Es irónico que la justicia, tal como la conocemos, surgiera de la fortaleza de un imperio, o lo que después llegó a ser un imperio, porque el derecho romano, cuando comienza el mandato de Octavio Augusto, tenía ya detrás una trayectoria compuesta por un primer periodo monárquico desde la fundación de Roma, al que siguió la etapa republicana. El derecho se hallaba íntimamente ligado a la fuerza y, de hecho, cuando Roma se expande lo hace para imponer ese derecho, entre otras razones. Frente a esto, resulta chocante que a Trump, aquejado de ese espíritu plenipotenciario e imperialista que han tenido siempre los EE.UU., le resulte molesta su propia justicia. La portavoz de la Casa Blanca, en un comunicado de prensa, ha dicho que no es cierto que el Gobierno haya desobedecido al juez Boasberg, del distrito de Columbia, cuando éste ha tratado de paralizar temporalmente la deportación de ciudadanos venezolanos presuntamente vinculados a una organización criminal, pero es evidente que tampoco la ha obedecido. Trump ha utilizado una ley del siglo XVIII para acelerar esas repatriaciones, haciendo caso omiso a un juez puesto ahí por la misma democracia que le ha elegido a él. Resulta igualmente chocante que en la democracia americana, que se convierte en autarquía tras el día de las elecciones, la ley deje de funcionar contra quien las gana. No sé si es la democracia o la ley estadounidenses, o quizá las dos, las que tienen un grave problema.
El Partido Demócrata ha dejado milagrosamente de existir, y ahora Trump, el hombre más poderoso del mundo, el hombre que más coches eléctricos vende y un coleccionista de tierras raras digno de entrar en el record Guiness, quiere desalojar de Groenlandia al fantasma de Eirik El Rojo, conquistándola como ha hecho con Ucrania su amigo Putin. Ambos le han reducido la cabeza al derecho internacional y la han convertido en un llavero donde llevan las llaves de la OTAN y de Occidente, y por supuesto la de los silos de misiles hipersónicos. Si Spengler levantara la cabeza, vería que a veces las muertes de las civilizaciones no son tan lánguidas ni tan silenciosas como pretenden los historiadores y los profetas. En efecto, la justicia se ha vuelto lo más incómodo que teníamos, así que lo mejor es poner a funcionar a la inteligencia artificial, para que la convierta en un First Dates donde ambos, Trump y Putin, se ofrezcan el helado en la misma pajita. Basta tener el poder inmenso que tienen para no creer en el papel que el equilibrio internacional les ha dado en el mundo. El mundo nunca es suficiente, como decía James Bond.

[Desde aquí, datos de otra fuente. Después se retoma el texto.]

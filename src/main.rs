mod cli;

use movdemux::config::{self, Config};
use movdemux::report::{collect_packets, InfoReport};
use movdemux_media::Demuxer;

use anyhow::{Context, Result};
use clap::Parser;
use cli::{Cli, Commands};
use std::path::Path;

fn main() -> Result<()> {
    let cli = Cli::parse();

    let config = config::load_config_or_default(cli.config.as_deref())?;

    // RUST_LOG wins, then the config file, then the verbosity default
    let env_filter = std::env::var("RUST_LOG").unwrap_or_else(|_| {
        if cli.verbose {
            "movdemux=trace,movdemux_media=trace".to_string()
        } else if let Some(filter) = &config.logging.filter {
            filter.clone()
        } else {
            "movdemux=info,movdemux_media=warn".to_string()
        }
    });

    tracing_subscriber::fmt()
        .with_env_filter(&env_filter)
        .with_writer(std::io::stderr)
        .init();

    match cli.command {
        Commands::Info { file, json } => info_file(&file, json || config.output.json),
        Commands::Packets {
            file,
            limit,
            seek_ms,
            json,
        } => list_packets(&file, &config, limit, seek_ms, json),
        Commands::Version => {
            println!("movdemux {}", env!("CARGO_PKG_VERSION"));
            Ok(())
        }
    }
}

fn open_demuxer(file: &Path) -> Result<Demuxer> {
    if !file.exists() {
        anyhow::bail!("File does not exist: {:?}", file);
    }

    let mut demuxer = Demuxer::create(&file.to_string_lossy())
        .with_context(|| format!("Failed to open {:?}", file))?;
    demuxer
        .init()
        .with_context(|| format!("Failed to read movie header: {:?}", file))?;
    tracing::info!("Opened {:?} ({} tracks)", file, demuxer.tracks().len());
    Ok(demuxer)
}

fn info_file(file: &Path, json: bool) -> Result<()> {
    let mut demuxer = open_demuxer(file)?;
    let report = InfoReport::collect(&mut demuxer)?;

    if json {
        println!("{}", serde_json::to_string_pretty(&report)?);
    } else {
        println!("File: {}", file.display());
        print!("{}", report);
    }
    Ok(())
}

fn list_packets(
    file: &Path,
    config: &Config,
    limit: Option<usize>,
    seek_ms: Option<i64>,
    json: bool,
) -> Result<()> {
    let mut demuxer = open_demuxer(file)?;

    if let Some(ms) = seek_ms {
        let outcome = demuxer.seek(ms.saturating_mul(1000))?;
        tracing::debug!("Seek to {} ms: {:?}", ms, outcome);
    }

    let limit = limit.or(config.output.max_packets);
    let report = collect_packets(&mut demuxer, limit)?;

    if json || config.output.json {
        println!("{}", serde_json::to_string_pretty(&report)?);
    } else {
        print!("{}", report);
    }
    Ok(())
}
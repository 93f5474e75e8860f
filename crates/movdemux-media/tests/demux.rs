//! Integration tests for movdemux-media, driven by synthetic files.

use bytes::{BufMut, BytesMut};
use movdemux_media::fixture::{nested_atoms, write_atom, write_full_atom, FixtureTrack, MovieBuilder};
use movdemux_media::{CodecId, Demuxer, Error, MediaType, PacketInfo};
use std::io::Cursor;

fn open(data: Vec<u8>) -> Demuxer<Cursor<Vec<u8>>> {
    let mut demuxer = Demuxer::from_stream(Cursor::new(data));
    demuxer.init().expect("init");
    demuxer
}

fn try_open(data: Vec<u8>) -> Result<Demuxer<Cursor<Vec<u8>>>, Error> {
    let mut demuxer = Demuxer::from_stream(Cursor::new(data));
    demuxer.init()?;
    Ok(demuxer)
}

/// Peek and read every remaining packet.
fn drain(demuxer: &mut Demuxer<Cursor<Vec<u8>>>) -> Vec<(PacketInfo, Vec<u8>)> {
    let mut packets = Vec::new();
    while let Some(info) = demuxer.peek().unwrap() {
        let packet = demuxer.read().unwrap();
        assert_eq!(packet.data.len(), info.size as usize);
        packets.push((info, packet.data.to_vec()));
    }
    packets
}

fn raw_atom(tag: &[u8; 4], body: impl FnOnce(&mut BytesMut)) -> Vec<u8> {
    let mut buf = BytesMut::new();
    write_atom(&mut buf, tag, body);
    buf.to_vec()
}

fn raw_full_atom(tag: &[u8; 4], body: impl FnOnce(&mut BytesMut)) -> Vec<u8> {
    let mut buf = BytesMut::new();
    write_full_atom(&mut buf, tag, 0, 0, body);
    buf.to_vec()
}

#[test]
fn test_two_track_round_trip() {
    let n = 64;
    let data = MovieBuilder::new()
        .track(FixtureTrack::video(b"avc1", 90_000).uniform(1, n, 3000, 0xA5))
        .track(FixtureTrack::audio(b".mp3", 44_100).uniform(1, 417, 1152, 0x5A))
        .build();
    let mut demuxer = open(data);

    let info = demuxer.media_info().unwrap();
    assert!(info.has_video);
    assert!(info.has_audio);
    assert_eq!(info.video.as_ref().unwrap().codec, CodecId::H264);
    assert_eq!(info.audio.as_ref().unwrap().codec, CodecId::Mp3);

    let video = demuxer.peek().unwrap().unwrap();
    assert_eq!(video.media_type, MediaType::Video);
    assert_eq!(video.size, n);
    assert_eq!(video.pts_us, 0);
    assert!(video.end_of_track);
    assert_eq!(demuxer.read().unwrap().data.as_ref(), vec![0xA5; n as usize].as_slice());

    let audio = demuxer.peek().unwrap().unwrap();
    assert_eq!(audio.media_type, MediaType::Audio);
    assert_eq!(audio.size, 417);
    assert_eq!(demuxer.read().unwrap().data.as_ref(), vec![0x5A; 417].as_slice());

    assert_eq!(demuxer.peek().unwrap(), None);
    assert_eq!(demuxer.peek().unwrap(), None);
}

#[test]
fn test_open_from_file_uri() {
    let dir = tempfile::tempdir().unwrap();
    let path = dir.path().join("clip.mp4");
    MovieBuilder::new()
        .track(FixtureTrack::video(b"avc1", 1000).uniform(3, 10, 40, 1))
        .write_to(&path)
        .unwrap();

    let mut demuxer = Demuxer::create(&format!("file://{}", path.display())).unwrap();
    demuxer.init().unwrap();
    assert_eq!(demuxer.tracks().len(), 1);
    assert_eq!(demuxer.tracks()[0].sample_count, 3);

    let by_path = Demuxer::create(path.to_str().unwrap());
    assert!(by_path.is_ok());
}

#[test]
fn test_nesting_deeper_than_limit_fails_init() {
    let shallow = MovieBuilder::new()
        .track(FixtureTrack::video(b"avc1", 1000).uniform(1, 4, 40, 0))
        .moov_atom(nested_atoms(b"udta", 5))
        .build();
    assert!(try_open(shallow).is_ok());

    let deep = MovieBuilder::new()
        .track(FixtureTrack::video(b"avc1", 1000).uniform(1, 4, 40, 0))
        .moov_atom(nested_atoms(b"udta", 15))
        .build();
    assert!(matches!(try_open(deep), Err(Error::AtomTooDeep { max: 10, .. })));
}

#[test]
fn test_zero_count_chunk_run_is_repaired() {
    // trailing run with count 0 past the last chunk
    let data = MovieBuilder::new()
        .track(
            FixtureTrack::video(b"avc1", 1000)
                .durations(vec![(3, 10)])
                .chunk_runs(vec![(1, 1, 1), (4, 0, 1)])
                .fixed_size(8, 3)
                .chunk(vec![1; 8])
                .chunk(vec![2; 8])
                .chunk(vec![3; 8]),
        )
        .build();
    let mut demuxer = open(data);
    let packets = drain(&mut demuxer);
    assert_eq!(packets.len(), 3);
    assert_eq!(packets[2].1, vec![3; 8]);

    // single run with count 0 is raised to 1
    let data = MovieBuilder::new()
        .track(
            FixtureTrack::video(b"avc1", 1000)
                .durations(vec![(2, 10)])
                .chunk_runs(vec![(1, 0, 1)])
                .fixed_size(4, 2)
                .chunk(vec![7; 4])
                .chunk(vec![9; 4]),
        )
        .build();
    let mut demuxer = open(data);
    let packets = drain(&mut demuxer);
    assert_eq!(packets.len(), 2);
    assert_eq!(packets[1].1, vec![9; 4]);
}

#[test]
fn test_negative_durations_keep_decode_order() {
    let data = MovieBuilder::new()
        .track(
            FixtureTrack::video(b"avc1", 1000)
                .durations(vec![(4, 100), (1, -250), (5, 100)])
                .chunk_runs(vec![(1, 10, 1)])
                .fixed_size(1, 10)
                .chunk((0u8..10).collect()),
        )
        .build();
    let mut demuxer = open(data);

    let dts: Vec<i64> = drain(&mut demuxer).iter().map(|(info, _)| info.dts_us / 1000).collect();
    assert_eq!(dts, vec![0, 100, 200, 300, 400, 401, 402, 403, 450, 550]);
}

#[test]
fn test_index_matches_sample_count_and_is_monotonic() {
    let data = MovieBuilder::new()
        .track(
            FixtureTrack::video(b"avc1", 30_000)
                .durations(vec![(2, 1001), (1, 0), (3, 1001)])
                .chunk_runs(vec![(1, 2, 1), (2, 4, 1)])
                .sizes(vec![10, 3, 3, 4, 5, 6])
                .sync_samples(vec![1, 4])
                .chunk(vec![0; 13])
                .chunk(vec![0; 18]),
        )
        .track(FixtureTrack::audio(b"mp4a", 48_000).uniform(8, 6, 1024, 0))
        .build();
    let demuxer = open(data);

    for track in demuxer.tracks() {
        let entries = &track.samples().entries;
        assert_eq!(entries.len(), track.sample_count as usize);
        for pair in entries.windows(2) {
            assert!(pair[0].timestamp <= pair[1].timestamp);
        }
    }
    let video = &demuxer.tracks()[0];
    let syncs: Vec<usize> = video.samples().sync_positions().collect();
    assert_eq!(syncs, vec![0, 3]);
}

#[test]
fn test_packets_interleave_by_decode_time() {
    let data = MovieBuilder::new()
        .track(FixtureTrack::video(b"avc1", 90_000).uniform(5, 20, 3600, 1))
        .track(FixtureTrack::audio(b"mp4a", 48_000).uniform(9, 8, 1024, 2))
        .build();
    let mut demuxer = open(data);

    let packets = drain(&mut demuxer);
    assert_eq!(packets.len(), 14);
    for pair in packets.windows(2) {
        assert!(pair[0].0.dts_us <= pair[1].0.dts_us);
    }
    // end_of_track is set exactly once per track
    let ends: Vec<usize> = packets
        .iter()
        .filter(|(info, _)| info.end_of_track)
        .map(|(info, _)| info.track)
        .collect();
    assert_eq!(ends.len(), 2);
}

#[test]
fn test_seek_lands_video_on_sync_and_aligns_audio() {
    let data = MovieBuilder::new()
        .track(
            FixtureTrack::video(b"avc1", 1000)
                .uniform(10, 4, 100, 0)
                .sync_samples(vec![1, 6]),
        )
        .track(FixtureTrack::audio(b"mp4a", 1000).uniform(40, 4, 25, 0))
        .build();
    let mut demuxer = open(data);

    let outcome = demuxer.seek(420_000).unwrap();
    assert_eq!(outcome.video, Some((0, 5)));
    assert_eq!(outcome.audio, Some((1, 20)));

    let next = demuxer.peek().unwrap().unwrap();
    assert_eq!(next.track, 0);
    assert_eq!(next.dts_us, 500_000);
    assert!(next.sync);
    let next = demuxer.peek().unwrap().unwrap();
    assert_eq!((next.track, next.dts_us), (1, 500_000));
}

#[test]
fn test_seek_intra_only_video_picks_closest_sample() {
    let data = MovieBuilder::new()
        .track(
            FixtureTrack::video(b"jpeg", 1000)
                .uniform(10, 4, 100, 0)
                .sync_samples(vec![1]),
        )
        .build();
    let mut demuxer = open(data);
    assert_eq!(demuxer.tracks()[0].codec, CodecId::Mjpeg);

    demuxer.seek(380_000).unwrap();
    assert_eq!(demuxer.peek().unwrap().unwrap().dts_us, 400_000);
}

#[test]
fn test_seek_past_end_then_read_to_end() {
    let data = MovieBuilder::new()
        .track(FixtureTrack::video(b"avc1", 1000).uniform(4, 4, 100, 0))
        .build();
    let mut demuxer = open(data);
    demuxer.seek(60_000_000).unwrap();
    let packets = drain(&mut demuxer);
    assert_eq!(packets.len(), 1);
    assert!(packets[0].0.end_of_track);
    assert_eq!(demuxer.peek().unwrap(), None);
}

#[test]
fn test_composition_offsets_shift_pts() {
    let data = MovieBuilder::new()
        .track(
            FixtureTrack::video(b"avc1", 1000)
                .uniform(4, 2, 100, 0)
                .composition(vec![(1, 200), (1, -100), (1, 0), (1, 100)]),
        )
        .build();
    let mut demuxer = open(data);

    let pts: Vec<i64> = drain(&mut demuxer).iter().map(|(info, _)| info.pts_us / 1000).collect();
    assert_eq!(pts, vec![300, 100, 300, 500]);
}

#[test]
fn test_uncompressed_pcm_is_batched() {
    let data = MovieBuilder::new()
        .brand(b"qt  ")
        .track(
            FixtureTrack::audio(b"twos", 8000)
                .audio_format(2, 16, 8000)
                .durations(vec![(3000, 1)])
                .chunk_runs(vec![(1, 1500, 1)])
                .fixed_size(1, 3000)
                .chunk(vec![1; 6000])
                .chunk(vec![2; 6000]),
        )
        .build();
    let mut demuxer = open(data);
    assert_eq!(demuxer.tracks()[0].codec, CodecId::PcmS16Be);
    assert!(!demuxer.movie().isom);

    let packets = drain(&mut demuxer);
    let sizes: Vec<u32> = packets.iter().map(|(info, _)| info.size).collect();
    assert_eq!(sizes, vec![4096, 1904, 4096, 1904]);
    let dts: Vec<i64> = packets.iter().map(|(info, _)| info.dts_us).collect();
    assert_eq!(dts, vec![0, 128_000, 187_500, 315_500]);
    assert!(packets[2].1.iter().all(|&b| b == 2));
}

#[test]
fn test_esds_sets_codec_and_extra_data() {
    let data = MovieBuilder::new()
        .track(
            FixtureTrack::audio(b"mp4a", 44_100)
                .uniform(2, 10, 1024, 0)
                .esds(0x40, vec![0x12, 0x10]),
        )
        .build();
    let mut demuxer = open(data);

    let info = demuxer.media_info().unwrap();
    let audio = info.audio.unwrap();
    assert_eq!(audio.codec, CodecId::Aac);
    assert_eq!(audio.channels, 2);
    assert_eq!(audio.sample_rate, 44_100);
    assert_eq!(audio.extra_data.as_deref(), Some(&[0x12, 0x10][..]));
}

#[test]
fn test_compact_sizes_and_wide_offsets() {
    let data = MovieBuilder::new()
        .track(
            FixtureTrack::video(b"hvc1", 1000)
                .durations(vec![(3, 40)])
                .chunk_runs(vec![(1, 3, 1)])
                .compact_sizes(16, vec![3, 5, 7])
                .wide_offsets()
                .chunk((0u8..15).collect()),
        )
        .track(
            FixtureTrack::audio(b"mp4a", 1000)
                .durations(vec![(3, 40)])
                .chunk_runs(vec![(1, 3, 1)])
                .compact_sizes(4, vec![1, 2, 3])
                .chunk(vec![9; 6]),
        )
        .build();
    let mut demuxer = open(data);
    assert_eq!(demuxer.tracks()[0].codec, CodecId::Hevc);

    let packets = drain(&mut demuxer);
    let video: Vec<&Vec<u8>> = packets.iter().filter(|(i, _)| i.track == 0).map(|(_, d)| d).collect();
    assert_eq!(video[1], &vec![3, 4, 5, 6, 7]);
    let audio_sizes: Vec<u32> = packets
        .iter()
        .filter(|(i, _)| i.track == 1)
        .map(|(i, _)| i.size)
        .collect();
    assert_eq!(audio_sizes, vec![1, 2, 3]);
}

#[test]
fn test_duplicate_table_last_wins() {
    let second_stts = raw_full_atom(b"stts", |b| {
        b.put_u32(1);
        b.put_u32(2);
        b.put_u32(500);
    });
    let data = MovieBuilder::new()
        .track(
            FixtureTrack::video(b"avc1", 1000)
                .uniform(2, 4, 100, 0)
                .stbl_atom(second_stts),
        )
        .build();
    let mut demuxer = open(data);
    let dts: Vec<i64> = drain(&mut demuxer).iter().map(|(i, _)| i.dts_us).collect();
    assert_eq!(dts, vec![0, 500_000]);
}

#[test]
fn test_chunk_offset_near_end_of_address_space_leaves_track_empty() {
    let co64 = raw_full_atom(b"co64", |b| {
        b.put_u32(1);
        b.put_u64(u64::MAX - 10);
    });
    let data = MovieBuilder::new()
        .track(
            FixtureTrack::video(b"avc1", 1000)
                .uniform(2, 100, 40, 0)
                .stbl_atom(co64),
        )
        .track(FixtureTrack::audio(b"mp4a", 1000).uniform(1, 4, 40, 7))
        .build();
    let mut demuxer = open(data);

    assert!(demuxer.tracks()[0].samples().is_empty());
    assert_eq!(demuxer.tracks()[0].sample_count, 0);
    let packets = drain(&mut demuxer);
    assert_eq!(packets.len(), 1);
    assert_eq!(packets[0].0.track, 1);
}

#[test]
fn test_duplicate_media_header_fails_init() {
    let mdhd = raw_full_atom(b"mdhd", |b| {
        b.put_u32(0);
        b.put_u32(0);
        b.put_u32(1000);
        b.put_u32(0);
        b.put_u32(0);
    });
    let data = MovieBuilder::new()
        .track(FixtureTrack::video(b"avc1", 1000).uniform(1, 4, 40, 0).mdia_atom(mdhd))
        .build();
    assert!(matches!(try_open(data), Err(Error::DuplicateAtom("mdhd"))));
}

#[test]
fn test_duplicate_sample_description_fails_init() {
    let stsd = raw_full_atom(b"stsd", |b| {
        b.put_u32(1);
        write_atom(b, b"avc1", |b| b.put_bytes(0, 8));
    });
    let data = MovieBuilder::new()
        .track(
            FixtureTrack::video(b"avc1", 1000)
                .uniform(1, 4, 40, 0)
                .codec_config(b"avcC", vec![1, 2, 3])
                .stbl_atom(stsd),
        )
        .build();
    assert!(matches!(try_open(data), Err(Error::DuplicateAtom("stsd"))));
}

#[test]
fn test_oversized_table_fails_init() {
    let stsc = raw_full_atom(b"stsc", |b| {
        b.put_u32(1000);
        b.put_u32(1);
        b.put_u32(1);
        b.put_u32(1);
    });
    let data = MovieBuilder::new()
        .track(FixtureTrack::video(b"avc1", 1000).uniform(1, 4, 40, 0).stbl_atom(stsc))
        .build();
    assert!(matches!(try_open(data), Err(Error::InvalidMp4(_))));
}

#[test]
fn test_moov_after_mdat() {
    let data = MovieBuilder::new()
        .mdat_first()
        .track(FixtureTrack::video(b"avc1", 1000).uniform(2, 6, 40, 0xEE))
        .build();
    let mut demuxer = open(data);
    assert!(demuxer.movie().found_mdat);
    let packets = drain(&mut demuxer);
    assert_eq!(packets.len(), 2);
    assert_eq!(packets[1].1, vec![0xEE; 6]);
}

#[test]
fn test_track_without_tables_is_empty_not_fatal() {
    let data = MovieBuilder::new()
        .track(FixtureTrack::video(b"avc1", 1000).durations(vec![(1, 10)]))
        .track(FixtureTrack::audio(b"mp4a", 1000).uniform(1, 4, 10, 4))
        .build();
    let mut demuxer = open(data);

    assert!(demuxer.tracks()[0].samples().is_empty());
    let packets = drain(&mut demuxer);
    assert_eq!(packets.len(), 1);
    assert_eq!(packets[0].0.track, 1);
}

#[test]
fn test_unknown_atoms_are_skipped() {
    let free = raw_atom(b"free", |b| b.put_bytes(0xFF, 40));
    let data = MovieBuilder::new()
        .track(FixtureTrack::other(b"text", b"tx3g", 1000).uniform(1, 2, 10, 0))
        .track(FixtureTrack::video(b"avc1", 1000).uniform(1, 2, 10, 0).stbl_atom(free.clone()))
        .moov_atom(free)
        .build();
    let mut demuxer = open(data);

    assert_eq!(demuxer.tracks()[0].media_type, MediaType::Other);
    let info = demuxer.media_info().unwrap();
    assert!(info.has_video);
    assert!(!info.has_audio);
    assert_eq!(info.video.unwrap().track, 1);
}
//! Shared helpers for CLI tests.
//!
//! Writes synthetic movies built with the `movdemux-media` fixture builder
//! into a temporary directory.

use movdemux_media::fixture::{FixtureTrack, MovieBuilder};
use std::path::{Path, PathBuf};

/// Two-second A/V movie: 50 video frames at 25 fps (keyframe every
/// 25 frames) and matching 48 kHz AAC.
pub fn av_movie() -> MovieBuilder {
    MovieBuilder::new()
        .track(
            FixtureTrack::video(b"avc1", 90_000)
                .dimensions(640, 360)
                .uniform(50, 100, 3600, 0x11)
                .sync_samples(vec![1, 26])
                .codec_config(b"avcC", vec![1, 0x64, 0, 0x1F]),
        )
        .track(
            FixtureTrack::audio(b"mp4a", 48_000)
                .uniform(94, 20, 1024, 0x22)
                .esds(0x40, vec![0x11, 0x90]),
        )
}

/// Write `movie` to `dir/name` and return the path.
pub fn write_movie(dir: &Path, name: &str, movie: &MovieBuilder) -> PathBuf {
    let path = dir.join(name);
    movie.write_to(&path).expect("failed to write fixture movie");
    path
}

¿Y qué me dicen de China? Vamos a tener que dejar que sea China la que redefina la civilización. Intentó hacerlo en los laboratorios de Wuhan, pero no le salió del todo bien. Esa iniciativa fue algo disruptiva, pero no tan teatral como la que están organizando Trump y Putin en Ucrania. Ambos son virus demasiado letales, sobre todo si se asocian. China haría las cosas mucho mejor. Es la que más ha perfeccionado la IA y nos tendría a todos metidos en casa, porque en cada esquina, casa semáforo y cada tienda de carcasas para móviles habría diez cámaras apuntando a nuestra cara. La libertad comienza a ser algo demasiado expuesto e incivilizado. Además, cuanto más votamos peor va el mundo. Algo está pasando con la democracia, si sólo nos dan un meme para cambiar el mundo. La civilización ya no es lo que era, sin duda. Las revoluciones las está haciendo el poder. Es la única forma en que vamos a conseguir empoderarnos.